About the end of 1712 he left England but he did not go straight to Paris. He stopped in the Netherlands for about five months, undoubtedly still concerned with longitude by the moon. He visited the splendid observatory at Leyden, and in that town he took lodgings with lensgrinders (there were no better men at the craft in Europe), learning the trade and purchasing the necessary tools. It is hardly probable that he remained so long in the Netherlands without looking into the works of that other lensgrinder, Baruch Spinoza, who, like the Cambridge Platonists but in his own austere way, also saw the universe as one Substance, essentially divine, expressing facets of the same Energy in both matter and mind.

What Emanuel wrote home about, however, was his new friend, Baron Palmquist, a Swedish diplomat by trade but a mathematician by preference, "who had me at his house every day; with whom I sat and discoursed on algebra every day." They also talked about founding a Swedish Scientific Society, but on the whole the stay does not seem to have helped the longitude project because in August Emanuel wrote to Benzelius that he had left the Netherlands and gone to Paris in order to study more science and to further his invention.

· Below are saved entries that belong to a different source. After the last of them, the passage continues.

//! Intake of partial configurations from config repositories.
//!
//! A config repository material is polled for its latest partial. Every
//! successfully parsed partial is cached as last known and the current
//! configuration is re-composed with it; a partial that breaks the
//! effective configuration is rejected and the last valid one stays
//! active. Failures are remembered per repository so they can be shown
//! next to it.

use std::collections::HashMap;
use std::sync::{Arc, RwLock};

use async_trait::async_trait;
use tracing::{debug, error, info, instrument, warn};

use crate::data_source::ConfigDataSource;
use crate::errors::{ConfigStoreError, ConfigStoreResult};
use crate::model::{ConfigRepoConfig, PartialConfig};
use crate::snapshot::ConfigHolder;

#[cfg(test)]
#[path = "partial_service_tests.rs"]
mod tests;

/// Feeds partials into the data source and tracks per-repository errors.
pub struct PartialConfigService {
    source: Arc<ConfigDataSource>,
    errors: RwLock<HashMap<String, String>>,
}

impl PartialConfigService {
    pub fn new(source: Arc<ConfigDataSource>) -> Self {
        Self {
            source,
            errors: RwLock::new(HashMap::new()),
        }
    }

    pub fn data_source(&self) -> &Arc<ConfigDataSource> {
        &self.source
    }

    /// Accepts a freshly parsed partial from `repo`.
    ///
    /// Returns the published configuration. When the partial is rejected the
    /// configuration keeps the last valid partial of `repo` and the
    /// rejection is available from [`errors_for`](Self::errors_for).
    ///
    /// # Errors
    ///
    /// Returns the error of re-composing the configuration when no
    /// combination of partials is valid.
    #[instrument(skip(self, repo, partial), fields(repo_id = %repo.id))]
    pub fn on_success_partial_config(
        &self,
        repo: &ConfigRepoConfig,
        partial: PartialConfig,
    ) -> ConfigStoreResult<Arc<ConfigHolder>> {
        let fingerprint = repo.fingerprint();
        debug!(revision = %partial.origin.revision, "Caching partial configuration");
        self.source
            .partial_cache()
            .cache_as_last_known(&fingerprint, partial);

        match self.source.revalidate_partials() {
            Ok(outcome) => {
                match outcome.rejected.iter().find(|r| r.fingerprint == fingerprint) {
                    Some(rejected) => self.record_error(&repo.id, &rejected.error.to_string()),
                    None => {
                        if self.errors.write().unwrap().remove(&repo.id).is_some() {
                            info!("Partial configuration of config repository is valid again");
                        }
                    }
                }
                Ok(outcome.holder)
            }
            Err(e) => {
                self.record_error(&repo.id, &e.to_string());
                Err(e)
            }
        }
    }

    /// Records that the latest content of `repo` could not be parsed.
    pub fn on_failed_partial_config(&self, repo: &ConfigRepoConfig, error: &str) {
        warn!(repo_id = %repo.id, "Failed to parse partial configuration: {}", error);
        self.record_error(&repo.id, error);
    }

    /// Last error recorded for the config repository with this id.
    pub fn errors_for(&self, repo_id: &str) -> Option<String> {
        self.errors.read().unwrap().get(repo_id).cloned()
    }

    fn record_error(&self, repo_id: &str, message: &str) {
        self.errors
            .write()
            .unwrap()
            .insert(repo_id.to_string(), message.to_string());
    }
}

/// Fetches the latest partial of a config repository.
#[async_trait]
pub trait PartialConfigProvider: Send + Sync {
    /// Loads and parses the partial at the repository's latest revision.
    ///
    /// # Errors
    ///
    /// Returns `ConfigStoreError::Parse` when the repository content is not
    /// a valid partial, or any error of reaching the repository.
    async fn load_partial(&self, repo: &ConfigRepoConfig) -> ConfigStoreResult<PartialConfig>;
}

/// Outcome of one polling round.
#[derive(Debug, Clone, Copy, Default, PartialEq, Eq)]
pub struct PollSummary {
    /// Repositories whose latest partial is active.
    pub loaded: usize,
    /// Repositories that failed to load or whose partial was rejected.
    pub failed: usize,
}

/// Polls every declared config repository once per round.
pub struct ConfigRepoPoller {
    provider: Arc<dyn PartialConfigProvider>,
    service: Arc<PartialConfigService>,
}

impl ConfigRepoPoller {
    pub fn new(provider: Arc<dyn PartialConfigProvider>, service: Arc<PartialConfigService>) -> Self {
        Self { provider, service }
    }

    /// Loads the latest partial of every config repository declared by the
    /// current configuration. A failing repository does not stop the others.
    pub async fn poll_once(&self) -> PollSummary {
        let repos = self
            .service
            .data_source()
            .current()
            .map(|holder| holder.config_for_edit.config_repos.clone())
            .unwrap_or_default();

        let mut summary = PollSummary::default();
        for repo in repos {
            if self.poll_repo(&repo).await {
                summary.loaded += 1;
            } else {
                summary.failed += 1;
            }
        }

        info!(
            loaded = summary.loaded,
            failed = summary.failed,
            "Config repository poll finished"
        );
        summary
    }

    async fn poll_repo(&self, repo: &ConfigRepoConfig) -> bool {
        let partial = match self.provider.load_partial(repo).await {
            Ok(partial) => partial,
            Err(e) => {
                self.service.on_failed_partial_config(repo, &e.to_string());
                return false;
            }
        };

        let service = self.service.clone();
        let owned_repo = repo.clone();
        let result = tokio::task::spawn_blocking(move || {
            service.on_success_partial_config(&owned_repo, partial)
        })
        .await
        .unwrap_or_else(|e| {
            Err(ConfigStoreError::CommandFailed {
                reason: format!("partial intake panicked: {e}"),
            })
        });

        match result {
            Ok(_) => self.service.errors_for(&repo.id).is_none(),
            Err(e) => {
                error!(repo_id = %repo.id, "Failed to apply partial configuration: {}", e);
                false
            }
        }
    }
}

He was grimly determined. "At this place [that being royal Paris] I avoid the company of Swedes and of all those from whom I have the least discouragement in my studies." He had been in Paris about a year before he went on a sight-seeing tour. "At the end in Paris I made a universel visitation over the whole of Paris in company with some others, in order to see all that could be seen there." He also sat in Versailles in the great park, looked at the gods and goddesses. in marble, and was moved to write Latin verses about them.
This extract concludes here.